PROBLEM STATEMENT
Copy each line containing the word "raster" from the records that follow, please.

Collected data:
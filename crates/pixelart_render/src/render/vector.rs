use std::fmt::Write as _;
use std::io;

use kurbo::Rect;
use log::{debug, warn};

use super::effects::{BlendMode, BulbConfig, GlowConfig};
use super::layers::{CellPaint, GridLines, LayerPass, LayerStack};
use super::{FrameBackend, FrameOutput};
use crate::geometry::shape::Outline;
use crate::PixelArtError;

const GLOW_FILTER_ID: &str = "pixelart-glow";
const BULB_GRADIENT_ID: &str = "pixelart-bulb";

/// Retained-mode backend producing a standalone SVG document.
#[derive(Clone, Copy, Debug, Default, PartialEq, Eq)]
pub struct VectorBackend;

impl FrameBackend for VectorBackend {
    fn draw(&self, stack: &LayerStack) -> Result<FrameOutput, PixelArtError> {
        self.document(stack).map(FrameOutput::Vector)
    }
}

impl VectorBackend {
    pub fn document(&self, stack: &LayerStack) -> Result<VectorDocument, PixelArtError> {
        let shapes = cell_elements(&stack.cells);
        let bounds = stack.bounds;
        let mut svg = String::new();

        writeln!(
            svg,
            r#"<svg xmlns="http://www.w3.org/2000/svg" width="{}" height="{}" viewBox="{} {} {} {}">"#,
            bounds.width(),
            bounds.height(),
            bounds.x0,
            bounds.y0,
            bounds.width(),
            bounds.height()
        )?;

        write_defs(&mut svg, stack)?;

        if let Some(background) = stack.background {
            writeln!(
                svg,
                r#"<rect x="{}" y="{}" width="{}" height="{}" fill="{background}"/>"#,
                bounds.x0,
                bounds.y0,
                bounds.width(),
                bounds.height()
            )?;
        }

        for pass in &stack.passes {
            match pass {
                LayerPass::Glow(glow) => write_glow(&mut svg, &shapes, glow)?,
                LayerPass::Fill => write_fill(&mut svg, &shapes)?,
                LayerPass::Highlight(bulb) => write_highlight(&mut svg, &shapes, bulb)?,
            }
        }

        if let Some(grid_lines) = &stack.grid_lines {
            write_grid_lines(&mut svg, grid_lines)?;
        }

        svg.push_str("</svg>\n");
        Ok(VectorDocument { svg })
    }
}

/// Path element for one cell, without fill.
struct ShapeElement {
    color: String,
    markup: String,
}

fn cell_elements(cells: &[CellPaint]) -> Vec<ShapeElement> {
    let mut skipped = 0;
    let mut elements = Vec::with_capacity(cells.len());

    for cell in cells {
        let markup = match cell.path.outline() {
            Outline::Path(path) => format!(r#"d="{}""#, path.to_svg()),
            // Custom data is emitted verbatim, but only if it would also draw on
            // the raster backend.
            Outline::Custom(custom) if cell.path.to_bez_path().is_some() => {
                let origin = cell.path.origin();
                format!(
                    r#"transform="translate({} {})" d="{}""#,
                    origin.x,
                    origin.y,
                    xml_escape(custom.path.trim())
                )
            },
            Outline::Custom(_) => {
                debug!("skipping cell ({}, {}): custom path does not parse", cell.x, cell.y);
                skipped += 1;
                continue;
            },
        };
        elements.push(ShapeElement { color: cell.color.to_hex(), markup });
    }

    if skipped > 0 {
        warn!("skipped {skipped} cells with undrawable outlines");
    }
    elements
}

fn write_defs(svg: &mut String, stack: &LayerStack) -> std::fmt::Result {
    let glow = stack.passes.iter().find_map(|pass| match pass {
        LayerPass::Glow(glow) => Some(glow),
        _ => None,
    });
    let bulb = stack.passes.iter().find_map(|pass| match pass {
        LayerPass::Highlight(bulb) => Some(bulb),
        _ => None,
    });
    if glow.is_none() && bulb.is_none() {
        return Ok(());
    }

    svg.push_str("<defs>\n");
    if let Some(glow) = glow {
        write_glow_filter(svg, glow, stack.bounds)?;
    }
    if let Some(bulb) = bulb {
        write_bulb_gradient(svg, bulb)?;
    }
    svg.push_str("</defs>\n");
    Ok(())
}

/// Dilate by `spread`, shift, blur, then scale alpha by the intensity. The
/// filter region is the frame itself, matching the raster layer's extent.
fn write_glow_filter(svg: &mut String, glow: &GlowConfig, region: Rect) -> std::fmt::Result {
    writeln!(
        svg,
        r#"<filter id="{GLOW_FILTER_ID}" filterUnits="userSpaceOnUse" x="{}" y="{}" width="{}" height="{}" color-interpolation-filters="sRGB">"#,
        region.x0,
        region.y0,
        region.width(),
        region.height()
    )?;

    let mut input = "SourceGraphic";
    if glow.spread() > 0.0 {
        writeln!(
            svg,
            r#"<feMorphology in="{input}" operator="dilate" radius="{}" result="spread"/>"#,
            glow.spread()
        )?;
        input = "spread";
    }
    writeln!(
        svg,
        r#"<feOffset in="{input}" dx="{}" dy="{}" result="offset"/>"#,
        glow.offset_x, glow.offset_y
    )?;
    writeln!(
        svg,
        r#"<feGaussianBlur in="offset" stdDeviation="{}" result="blur"/>"#,
        glow.blur_sigma()
    )?;
    writeln!(
        svg,
        r#"<feComponentTransfer in="blur"><feFuncA type="linear" slope="{}"/></feComponentTransfer>"#,
        glow.alpha_slope()
    )?;
    svg.push_str("</filter>\n");
    Ok(())
}

fn write_bulb_gradient(svg: &mut String, bulb: &BulbConfig) -> std::fmt::Result {
    let (cx, cy, r) = bulb.unit_geometry();
    writeln!(
        svg,
        r#"<radialGradient id="{BULB_GRADIENT_ID}" gradientUnits="objectBoundingBox" cx="{cx}" cy="{cy}" fx="{cx}" fy="{cy}" r="{r}">"#
    )?;
    writeln!(
        svg,
        r#"<stop offset="0" stop-color="{}" stop-opacity="{}"/>"#,
        bulb.color,
        bulb.inner_alpha()
    )?;
    writeln!(svg, r#"<stop offset="1" stop-color="{}" stop-opacity="0"/>"#, bulb.color)?;
    svg.push_str("</radialGradient>\n");
    Ok(())
}

fn blend_style(mode: BlendMode) -> String {
    match mode {
        BlendMode::Normal => String::new(),
        mode => format!(r#" style="mix-blend-mode:{}""#, mode.css_name()),
    }
}

fn write_glow(svg: &mut String, shapes: &[ShapeElement], glow: &GlowConfig) -> std::fmt::Result {
    writeln!(
        svg,
        r#"<g class="glow" filter="url(#{GLOW_FILTER_ID})" opacity="{}"{}>"#,
        glow.layer_opacity(),
        blend_style(glow.blend_mode)
    )?;
    for shape in shapes {
        writeln!(svg, r#"<path {} fill="{}"/>"#, shape.markup, shape.color)?;
    }
    svg.push_str("</g>\n");
    Ok(())
}

fn write_fill(svg: &mut String, shapes: &[ShapeElement]) -> std::fmt::Result {
    svg.push_str("<g class=\"fill\" shape-rendering=\"crispEdges\">\n");
    for shape in shapes {
        writeln!(svg, r#"<path {} fill="{}"/>"#, shape.markup, shape.color)?;
    }
    svg.push_str("</g>\n");
    Ok(())
}

fn write_highlight(
    svg: &mut String,
    shapes: &[ShapeElement],
    bulb: &BulbConfig,
) -> std::fmt::Result {
    writeln!(
        svg,
        r#"<g class="highlight" fill="url(#{BULB_GRADIENT_ID})"{}>"#,
        blend_style(bulb.blend_mode)
    )?;
    for shape in shapes {
        writeln!(svg, "<path {}/>", shape.markup)?;
    }
    svg.push_str("</g>\n");
    Ok(())
}

fn write_grid_lines(svg: &mut String, grid_lines: &GridLines) -> std::fmt::Result {
    if grid_lines.lines.is_empty() {
        return Ok(());
    }

    let mut d = String::new();
    for line in &grid_lines.lines {
        write!(d, "M{} {}L{} {}", line.p0.x, line.p0.y, line.p1.x, line.p1.y)?;
    }
    writeln!(
        svg,
        r#"<path class="grid-lines" d="{d}" fill="none" stroke="{}" stroke-width="{}" stroke-linecap="square" shape-rendering="crispEdges"/>"#,
        grid_lines.style.color,
        grid_lines.style.width.max(0.0)
    )
}

fn xml_escape(value: &str) -> String {
    let mut escaped = String::with_capacity(value.len());
    for c in value.chars() {
        match c {
            '&' => escaped.push_str("&amp;"),
            '<' => escaped.push_str("&lt;"),
            '>' => escaped.push_str("&gt;"),
            '"' => escaped.push_str("&quot;"),
            '\'' => escaped.push_str("&apos;"),
            c => escaped.push(c),
        }
    }
    escaped
}

/// A standalone SVG document with its filter and gradient definitions inline.
#[derive(Clone, Debug, PartialEq, Eq)]
pub struct VectorDocument {
    svg: String,
}

impl VectorDocument {
    pub fn as_str(&self) -> &str {
        &self.svg
    }

    pub fn into_string(self) -> String {
        self.svg
    }

    pub fn write_to<W: io::Write>(&self, mut writer: W) -> Result<(), PixelArtError> {
        writer.write_all(self.svg.as_bytes())?;
        Ok(())
    }
}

ANSWER SECTION
            // the raster backend.
/// filter region is the frame itself, matching the raster layer's extent.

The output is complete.